Colleges have long been hailed as a marketplace of ideas: a long-standing forum for intellectual discussion in modern society. It is this very characteristic that enables social change and upholds the pillars of a free society. But a prerequisite to intellectual discussion is an equal inclusion of viewpoints. The exclusion of certain viewpoints through censorship hampers this dialogue and in turn, the progress of human knowledge. Rather than exiling specific opinions, propagating free speech encourages a competition of ideas that is imperative to liberal education.
The answer to controversial speech has always been more speech, not less. As Vince Herron writes in the Southern California Law Review, censoring speech is “as ineffective as fighting a fire by spraying water on the tips of the flame while allowing the house to continue to burn.” The fire will never cease to burn. When colleges censor certain viewpoints that are problematic, more harm than good comes from it. Silencing provoking speech does not address bigotry at the root; rather, it is pushed underground and excluded from a robust and uninhibited political discourse that could have occurred.
A Gallup survey of college students found that 24 percent of white respondents and 41 percent of African-American respondents believed that colleges and universities should restrict the expression of “political views that are upsetting or offensive to certain groups.” However, this perspective is inherently problematic and at odds with the purpose of universities because only with freedom of speech can these views be challenged and dissected. Only with freedom of speech can such perceivably offensive and bigoted political views be dismantled and dissected. Discourse and debate over political and moral principles brought this country to where it is today. Limiting this dangerously stunts the intellectual vitality of universities: If students, speakers, or faculty fear punishment for expressing views that may be unpopular or uncommon, only largely accepted or favorable views will be put forth and validated in higher education, defeating the purpose of liberal education.
Media outlets have run rampant with stories of overbearing political correctness in colleges and campuses blocking conservative speakers. However, the moral and judicial principles that guide this country dictate that speakers have the right to speak, even if they present controversial material, and protesters have the right to protest regardless of their motivations. If college campuses only leave room for “preferred views,” then social progress, civic engagement, and quality liberal education will fall to the wayside. The oft-idolized marketplace of ideas vanishes if no true discussion occurs. For instance, pro-life supporters will want to silence the viewpoints of pro-choice supporters and pro-choice supporters will want to silence the viewpoints of pro-life supporters. But acting on these wants is dangerous and unconstitutional. How can any social progress be made when no clash, no challenging of viewpoints, and no broadening of horizons occurs?
The fact of the matter remains that students need to be made uncomfortable. In order to learn, grow, and eventually reach the truth, individuals need to be faced with potentially controversial views that are different from theirs. If college campuses remain a place where students are cushioned and coddled and engage in discourse with only like-minded people, they will never be able to truly understand or defend their values and principles in a way that is necessary in the real world.
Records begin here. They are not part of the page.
//! seqdist - pairwise evolutionary distances and sequence utilities
//!
//! ## Usage
//!
//! ```bash
//! seqdist kimura-distance ACGTTGCAAGCT ACGATGCTAGCA
//! seqdist distances ACGTTGCAAGCT ACGATGCTAGCA -m jukes-cantor -m tamura
//! seqdist reverse-complement TATCTG
//! seqdist random-sequence 100 -a aa -s 42
//! ```
//!
//! Results are written to stdout. Errors are written to stderr as
//! `Error: <message>` with exit code 1.

use clap::{Args, Parser, Subcommand};
use seqdist::{
    composition::nt_frequency,
    data::{
        convert::{Conversion, aa_one_to_three, aa_three_to_one, convert},
        err::{DistanceError, OrFail},
    },
    distance::{
        dna::{DistanceModel, PairStatistics, jukes_cantor_distance, kimura_distance, tajima_nei_distance, tamura_distance},
        hamming_distance, p_distance,
    },
};
use std::{
    fmt::Display,
    io::{self, Write},
};

#[cfg(feature = "rand")]
use seqdist::generate::{Alphabet, mutate_sequence, random_sequence, shuffle_sequence};

/// Pairwise evolutionary distances between aligned nucleotide sequences, plus
/// a few sequence utilities
#[derive(Parser, Debug)]
#[command(author, version, about, long_about = None)]
struct Cli {
    #[command(subcommand)]
    command: Command,
}

/// Two aligned sequences of equal length
#[derive(Args, Debug)]
struct PairArgs {
    /// First aligned sequence
    seq1: String,
    /// Second aligned sequence
    seq2: String,
}

#[derive(Subcommand, Debug)]
enum Command {
    /// Number of positions where the sequences differ, skipping gaps
    HammingDistance {
        #[command(flatten)]
        pair:        PairArgs,
        /// Compare symbols regardless of case
        #[arg(short, long)]
        ignore_case: bool,
    },
    /// Proportion of differing positions (case-insensitive)
    PDistance(PairArgs),
    /// Jukes-Cantor corrected distance
    JukesCantorDistance(PairArgs),
    /// Tajima-Nei corrected distance
    TajimaNeiDistance(PairArgs),
    /// Kimura 2-parameter corrected distance
    KimuraDistance(PairArgs),
    /// Tamura corrected distance
    TamuraDistance(PairArgs),
    /// Several distances at once, one `model<TAB>distance` line each
    Distances {
        #[command(flatten)]
        pair:   PairArgs,
        /// Model to compute: p-distance, jukes-cantor, tajima-nei, kimura,
        /// or tamura. May be repeated; defaults to every model
        #[arg(short = 'm', long = "model")]
        models: Vec<DistanceModel>,
    },
    /// Relative frequency of A, C, G and T, one `base<TAB>frequency` line each
    NtFrequency {
        /// Nucleotide sequence
        sequence: String,
    },
    /// Reverse, complement, or reverse complement a nucleotide sequence
    ReverseComplement {
        /// Nucleotide sequence
        sequence:   String,
        /// Conversion to perform: reverse (r), complement (c), or
        /// reverse_complement (rc)
        #[arg(short = 'c', long = "conversion", default_value = "reverse_complement")]
        conversion: Conversion,
    },
    /// Convert one-letter amino acid codes to three-letter codes
    AaOneToThree {
        /// Amino acid sequence in one-letter code
        sequence: String,
    },
    /// Convert three-letter amino acid codes to one-letter codes
    AaThreeToOne {
        /// Amino acid sequence in three-letter code
        sequence: String,
    },
    /// Generate a random sequence
    #[cfg(feature = "rand")]
    RandomSequence {
        /// Length of the sequence
        length:   usize,
        /// Alphabet to draw from: nt or aa
        #[arg(short, long, default_value = "nt")]
        alphabet: Alphabet,
        /// Seed for reproducible output; taken from the clock if not given
        #[arg(short, long)]
        seed:     Option<u64>,
    },
    /// Shuffle a sequence, keeping its composition
    #[cfg(feature = "rand")]
    ShuffleSequence {
        /// Sequence to shuffle
        sequence: String,
        /// Seed for reproducible output; taken from the clock if not given
        #[arg(short, long)]
        seed:     Option<u64>,
    },
    /// Introduce random point substitutions into a sequence
    #[cfg(feature = "rand")]
    MutateSequence {
        /// Sequence to mutate
        sequence:  String,
        /// Number of substitutions
        #[arg(short, long, default_value_t = 1)]
        mutations: usize,
        /// Alphabet to draw substitutions from: nt or aa
        #[arg(short, long, default_value = "nt")]
        alphabet:  Alphabet,
        /// Seed for reproducible output; taken from the clock if not given
        #[arg(short, long)]
        seed:      Option<u64>,
    },
}

/// Displays a float with the shortest representation that round-trips, always
/// with a fractional part.
struct Float(f64);

impl Display for Float {
    fn fmt(&self, f: &mut std::fmt::Formatter<'_>) -> std::fmt::Result {
        let s = self.0.to_string();
        if self.0.is_finite() && !s.contains('.') {
            write!(f, "{s}.0")
        } else {
            f.write_str(&s)
        }
    }
}

fn write_count(out: &mut impl Write, n: usize) -> io::Result<()> {
    let mut buffer = itoa::Buffer::new();
    out.write_all(buffer.format(n).as_bytes())?;
    out.write_all(b"\n")
}

fn write_sequence(out: &mut impl Write, sequence: &[u8]) -> io::Result<()> {
    out.write_all(sequence)?;
    out.write_all(b"\n")
}

#[cfg(feature = "rand")]
#[allow(clippy::cast_possible_truncation)]
fn seed_or_clock(seed: Option<u64>) -> u64 {
    use std::time::{SystemTime, UNIX_EPOCH};

    seed.unwrap_or_else(|| {
        SystemTime::now()
            .duration_since(UNIX_EPOCH)
            .map_or(0, |elapsed| elapsed.as_nanos() as u64)
    })
}

fn write_distances(out: &mut impl Write, pair: &PairArgs, models: Vec<DistanceModel>) -> io::Result<()> {
    let stats = PairStatistics::from_sequences(pair.seq1.as_bytes(), pair.seq2.as_bytes()).unwrap_or_fail();
    let models = if models.is_empty() {
        DistanceModel::ALL.to_vec()
    } else {
        models
    };

    let mut first_error = None;
    for model in models {
        match stats.distance(model) {
            Ok(d) => writeln!(out, "{model}\t{}", Float(d))?,
            Err(e) => {
                writeln!(out, "{model}\tNA")?;
                first_error.get_or_insert(e);
            }
        }
    }

    out.flush()?;
    if let Some(e) = first_error {
        Err::<(), _>(e).unwrap_or_fail();
    }
    Ok(())
}

fn run(command: Command, out: &mut impl Write) -> io::Result<()> {
    let distance = |pair: &PairArgs, f: fn(&[u8], &[u8]) -> Result<f64, DistanceError>| {
        f(pair.seq1.as_bytes(), pair.seq2.as_bytes()).unwrap_or_fail()
    };

    match command {
        Command::HammingDistance { pair, ignore_case } => {
            let d = hamming_distance(pair.seq1.as_bytes(), pair.seq2.as_bytes(), ignore_case).unwrap_or_fail();
            write_count(out, d)
        }
        Command::PDistance(pair) => writeln!(out, "{}", Float(distance(&pair, p_distance))),
        Command::JukesCantorDistance(pair) => writeln!(out, "{}", Float(distance(&pair, jukes_cantor_distance))),
        Command::TajimaNeiDistance(pair) => writeln!(out, "{}", Float(distance(&pair, tajima_nei_distance))),
        Command::KimuraDistance(pair) => writeln!(out, "{}", Float(distance(&pair, kimura_distance))),
        Command::TamuraDistance(pair) => writeln!(out, "{}", Float(distance(&pair, tamura_distance))),
        Command::Distances { pair, models } => write_distances(out, &pair, models),
        Command::NtFrequency { sequence } => {
            let frequencies = nt_frequency(sequence.as_bytes()).unwrap_or_fail();
            for (base, frequency) in frequencies.iter() {
                writeln!(out, "{base}\t{}", Float(frequency))?;
            }
            Ok(())
        }
        Command::ReverseComplement { sequence, conversion } => {
            write_sequence(out, &convert(sequence.as_bytes(), conversion).unwrap_or_fail())
        }
        Command::AaOneToThree { sequence } => write_sequence(out, &aa_one_to_three(sequence.as_bytes()).unwrap_or_fail()),
        Command::AaThreeToOne { sequence } => write_sequence(out, &aa_three_to_one(sequence.as_bytes()).unwrap_or_fail()),
        #[cfg(feature = "rand")]
        Command::RandomSequence { length, alphabet, seed } => {
            write_sequence(out, &random_sequence(length, alphabet, seed_or_clock(seed)))
        }
        #[cfg(feature = "rand")]
        Command::ShuffleSequence { sequence, seed } => {
            write_sequence(out, &shuffle_sequence(sequence.as_bytes(), seed_or_clock(seed)))
        }
        #[cfg(feature = "rand")]
        Command::MutateSequence {
            sequence,
            mutations,
            alphabet,
            seed,
        } => write_sequence(
            out,
            &mutate_sequence(sequence.as_bytes(), mutations, alphabet, seed_or_clock(seed)),
        ),
    }
}

fn main() {
    let cli = Cli::parse();

    let stdout = io::stdout();
    let mut out = io::BufWriter::new(stdout.lock());
    run(cli.command, &mut out).unwrap_or_fail();
    out.flush().unwrap_or_fail();
}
University speech codes are becoming the one-size-fits-all approach to satisfying the mass media and the student body. However, notoriously overbroad or vague speech codes –– beyond outright censoring students –– cause severe damage to the spirit of education and discourse that lies within colleges. Azhar Majeed of the Foundation for Individual Rights in Education explains that this causes a “chilling effect” in which students and potential speakers become so fearful of violating the speech code or offending anyone that they self-censor themselves, preventing crucial forms of discussion and debate from taking place.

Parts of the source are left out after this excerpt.